A story in the Trib got me thinking about River Etiquette and do people even pratice any etiquette on the water ??? Combine with the ever so quickly expanding utah population & HB141 We are going to have some pretty congested streams this summer :?

I myself have run into a couple of situations were I had a guy walk right up into my back cast or had another guy stop and start fishing literally feet from me on the opposite side of the bank so I posted some of the etiquette listed in the story please be kind to your fellow anglers
dont be a punk were all out out have a good time 8) 8) 8)

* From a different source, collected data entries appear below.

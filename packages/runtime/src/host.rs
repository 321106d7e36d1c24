//! Host services the runtime needs from its environment.
//!
//! A browser provides these as `fetch`, `requestAnimationFrame`, `location`
//! and `window.open`. The implementations here are for running the runtime
//! outside a browser: against files on disk or fully in memory.

use crate::error::{RuntimeError, RuntimeResult};
use serde_json::Value;
use std::cell::RefCell;
use std::collections::{HashMap, VecDeque};
use std::path::PathBuf;

/// Fetches the overlay artifact named by the config block
pub trait ArtifactLoader {
    fn load(&self, overlay_path: &str) -> RuntimeResult<String>;
}

/// Runs callbacks on the next animation frame
pub trait FrameScheduler {
    fn request_frame(&self, callback: Box<dyn FnOnce()>);
}

#[derive(Debug, Clone, PartialEq, Eq)]
pub enum Navigation {
    SameTab(String),
    NewTab(String),
}

pub trait Navigator {
    fn navigate(&self, navigation: &Navigation);
}

/// Delivers trace posts; failures are reported back and then ignored
pub trait TraceTransport {
    fn post(&self, endpoint: &str, body: &Value) -> Result<(), String>;
}

// -- loaders ------------------------------------------------------------------

#[derive(Debug, Clone, Default)]
pub struct MemoryLoader {
    artifacts: HashMap<String, String>,
}

impl MemoryLoader {
    pub fn new() -> Self {
        Self::default()
    }

    pub fn with(mut self, overlay_path: impl Into<String>, body: impl Into<String>) -> Self {
        self.artifacts.insert(overlay_path.into(), body.into());
        self
    }
}

impl ArtifactLoader for MemoryLoader {
    fn load(&self, overlay_path: &str) -> RuntimeResult<String> {
        self.artifacts
            .get(overlay_path)
            .cloned()
            .ok_or_else(|| RuntimeError::artifact_load(overlay_path, "not found"))
    }
}

/// Resolves overlay web paths under a web root directory
#[derive(Debug, Clone)]
pub struct FsLoader {
    web_root: PathBuf,
}

impl FsLoader {
    pub fn new(web_root: impl Into<PathBuf>) -> Self {
        Self {
            web_root: web_root.into(),
        }
    }
}

impl ArtifactLoader for FsLoader {
    fn load(&self, overlay_path: &str) -> RuntimeResult<String> {
        let path = overlay_path.split(['?', '#']).next().unwrap_or_default();
        let mut file = self.web_root.clone();
        for part in path.split('/').filter(|p| !p.is_empty()) {
            if part == ".." {
                return Err(RuntimeError::artifact_load(overlay_path, "path escapes web root"));
            }
            file.push(part);
        }
        std::fs::read_to_string(&file).map_err(|err| RuntimeError::artifact_load(overlay_path, err.to_string()))
    }
}

// -- frames -------------------------------------------------------------------

/// Frame queue driven by the caller
#[derive(Default)]
pub struct FrameQueue {
    callbacks: RefCell<VecDeque<Box<dyn FnOnce()>>>,
}

impl FrameQueue {
    pub fn new() -> Self {
        Self::default()
    }

    pub fn pending(&self) -> usize {
        self.callbacks.borrow().len()
    }

    /// Run the callbacks queued before this frame started. Returns how many ran.
    pub fn run_frame(&self) -> usize {
        let due: Vec<Box<dyn FnOnce()>> = self.callbacks.borrow_mut().drain(..).collect();
        let count = due.len();
        for callback in due {
            callback();
        }
        count
    }
}

impl std::fmt::Debug for FrameQueue {
    fn fmt(&self, f: &mut std::fmt::Formatter<'_>) -> std::fmt::Result {
        f.debug_struct("FrameQueue").field("pending", &self.pending()).finish()
    }
}

impl FrameScheduler for FrameQueue {
    fn request_frame(&self, callback: Box<dyn FnOnce()>) {
        self.callbacks.borrow_mut().push_back(callback);
    }
}

// -- navigation and transport -------------------------------------------------

#[derive(Debug, Default)]
pub struct RecordingNavigator {
    history: RefCell<Vec<Navigation>>,
}

impl RecordingNavigator {
    pub fn new() -> Self {
        Self::default()
    }

    pub fn history(&self) -> Vec<Navigation> {
        self.history.borrow().clone()
    }
}

impl Navigator for RecordingNavigator {
    fn navigate(&self, navigation: &Navigation) {
        self.history.borrow_mut().push(navigation.clone());
    }
}

/// Drops every post
#[derive(Debug, Clone, Copy, Default)]
pub struct NullTransport;

impl TraceTransport for NullTransport {
    fn post(&self, _endpoint: &str, _body: &Value) -> Result<(), String> {
        Ok(())
    }
}

#[derive(Debug, Default)]
pub struct RecordingTransport {
    posts: RefCell<Vec<(String, Value)>>,
    failing: bool,
}

impl RecordingTransport {
    pub fn new() -> Self {
        Self::default()
    }

    /// Records posts but reports every one as failed
    pub fn failing() -> Self {
        Self {
            failing: true,
            ..Self::default()
        }
    }

    pub fn posts(&self) -> Vec<(String, Value)> {
        self.posts.borrow().clone()
    }
}

impl TraceTransport for RecordingTransport {
    fn post(&self, endpoint: &str, body: &Value) -> Result<(), String> {
        self.posts.borrow_mut().push((endpoint.to_string(), body.clone()));
        if self.failing {
            return Err("connection refused".to_string());
        }
        Ok(())
    }
}

#[cfg(test)]
mod tests {
    use super::*;
    use std::rc::Rc;

    #[test]
    fn test_fs_loader_maps_web_path() {
        let dir = tempfile::tempdir().unwrap();
        std::fs::create_dir_all(dir.path().join("Uploads/1/.bugence/dve")).unwrap();
        std::fs::write(dir.path().join("Uploads/1/.bugence/dve/overlay-2.json"), "{}").unwrap();

        let loader = FsLoader::new(dir.path());
        assert_eq!(loader.load("/Uploads/1/.bugence/dve/overlay-2.json?v=1").unwrap(), "{}");
        assert!(loader.load("/Uploads/1/missing.json").is_err());
        assert!(loader.load("/../secret.json").is_err());
    }

    #[test]
    fn test_frames_queued_during_a_frame_wait_for_the_next() {
        let frames = Rc::new(FrameQueue::new());
        let counter = Rc::new(std::cell::Cell::new(0));
        let (inner_frames, inner_counter) = (frames.clone(), counter.clone());
        frames.request_frame(Box::new(move || {
            inner_counter.set(inner_counter.get() + 1);
            let again = inner_counter.clone();
            inner_frames.request_frame(Box::new(move || again.set(again.get() + 1)));
        }));

        assert_eq!(frames.run_frame(), 1);
        assert_eq!(counter.get(), 1);
        assert_eq!(frames.pending(), 1);
        assert_eq!(frames.run_frame(), 1);
        assert_eq!(counter.get(), 2);
    }
}
//! Debug tracing of runtime activity.
//!
//! Only active when the config block sets `debug`. Each event is posted to the
//! trace endpoint when a project id is known and kept in a local log holding
//! the newest [`TRACE_LOG_CAPACITY`] events.

use crate::host::TraceTransport;
use chrono::{DateTime, Utc};
use dve_model::{ProjectId, RevisionId, RuntimeConfig};
use serde::Serialize;
use serde_json::{json, Value};
use std::collections::VecDeque;
use std::rc::Rc;
use tracing::debug;

pub const TRACE_LOG_CAPACITY: usize = 256;

#[derive(Debug, Clone, Copy, PartialEq, Eq, Serialize)]
#[serde(rename_all = "kebab-case")]
pub enum TraceKind {
    RuntimeBoot,
    ElementResolved,
    ElementUnresolved,
    StyleApplied,
    TextApplied,
    SectionApplied,
    BindingAttached,
    NavigateFired,
    WorkflowTriggered,
    Reconcile,
}

#[derive(Debug, Clone, PartialEq, Serialize)]
pub struct TraceEvent {
    #[serde(rename = "type")]
    pub kind: TraceKind,
    pub at: DateTime<Utc>,
    pub payload: Value,
}

pub struct Tracer {
    enabled: bool,
    project_id: Option<ProjectId>,
    revision_id: Option<RevisionId>,
    endpoint: String,
    transport: Rc<dyn TraceTransport>,
    events: VecDeque<TraceEvent>,
}

impl std::fmt::Debug for Tracer {
    fn fmt(&self, f: &mut std::fmt::Formatter<'_>) -> std::fmt::Result {
        f.debug_struct("Tracer")
            .field("enabled", &self.enabled)
            .field("endpoint", &self.endpoint)
            .field("events", &self.events.len())
            .finish()
    }
}

impl Tracer {
    pub fn new(config: &RuntimeConfig, endpoint: impl Into<String>, transport: Rc<dyn TraceTransport>) -> Self {
        Self {
            enabled: config.debug,
            project_id: config.project_id.filter(|id| *id > 0),
            revision_id: config.revision_id,
            endpoint: endpoint.into(),
            transport,
            events: VecDeque::with_capacity(TRACE_LOG_CAPACITY),
        }
    }

    pub fn is_enabled(&self) -> bool {
        self.enabled
    }

    pub fn emit(&mut self, kind: TraceKind, payload: Value) {
        if !self.enabled {
            return;
        }
        let event = TraceEvent {
            kind,
            at: Utc::now(),
            payload,
        };

        if let Some(project_id) = self.project_id {
            let body = json!({
                "projectId": project_id,
                "revisionId": self.revision_id,
                "trace": event,
            });
            if let Err(err) = self.transport.post(&self.endpoint, &body) {
                debug!(endpoint = %self.endpoint, error = %err, "trace post failed");
            }
        }
        if self.events.len() == TRACE_LOG_CAPACITY {
            self.events.pop_front();
        }
        self.events.push_back(event);
    }

    /// Retained events, oldest first
    pub fn events(&self) -> impl ExactSizeIterator<Item = &TraceEvent> {
        self.events.iter()
    }
}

* As you approach any body of water to fish, and there are other anglers visible, observe where they are and what direction they are fishing in. Walk some distance away from the bank they are fishing to if you must walk past them, 20-30 feet. In most instances, our waters are small enough that you should avoid walking near the banks of a run someone is in under most circumstances.

* If an angler is fishing upstream and you want to fish water above him or her, give plenty of room to fish before you enter the water. On places like the Provo *where access is easier, don't enter a piece of water that someone is fishing; instead, move to a section that is not being fished.* :!: :!: :!:

* What's enough room? Good rule of thumb: Do unto others. If you are contemplating the question, you're too close. Ask. A little more of "how are you, do you mind if I fish the water below you?" would be nice. The more room you yield, the better.

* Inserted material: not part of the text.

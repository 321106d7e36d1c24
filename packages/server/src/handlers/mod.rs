pub mod editor;
pub mod publish;
pub mod trace;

* If someone is fishing your favorite piece of water when you arrive, move on, don't crowd. Guides are notorious for such aggressive behavior, but they aren't alone. Move on; you may find a new favorite piece of water.

* Share the wealth. After you catch a few fish out of a run, move on; let someone else enjoy the fishing. Our trout could use the break as well. We can't continue to catch and release 15-30 fish every time and expect our fisheries to stay healthy. Giving up your water to someone else is a noble gesture, one we could stand to see more often.


----------



## GaryFish (Sep 7, 2007)

Sinergy - did you grow up in a different state? This just isn't how its done in Utah ;-)

One of my best days fishing ever was on the Beaverhead, right below Clark Canyon dam. It was a crowded day, and I was on the river first. Three guys showed up and asked if they could fish with me. Well, four hours later, we'd all landed more fish than I'd care to admit, swapped some flies and even cold drinks from the cooler. These guys were instructors at the Air Force Acadamy, and on a break and roadied to Montana for some fishing. We all shared a great run and took turns casting from the best spots. It was a great day.

my point being - friendly behavior on the river - any river - has NEVER been a negative experience for me. There is plenty of water to share. And plenty of fish to catch.


----------



## sinergy (Mar 6, 2008)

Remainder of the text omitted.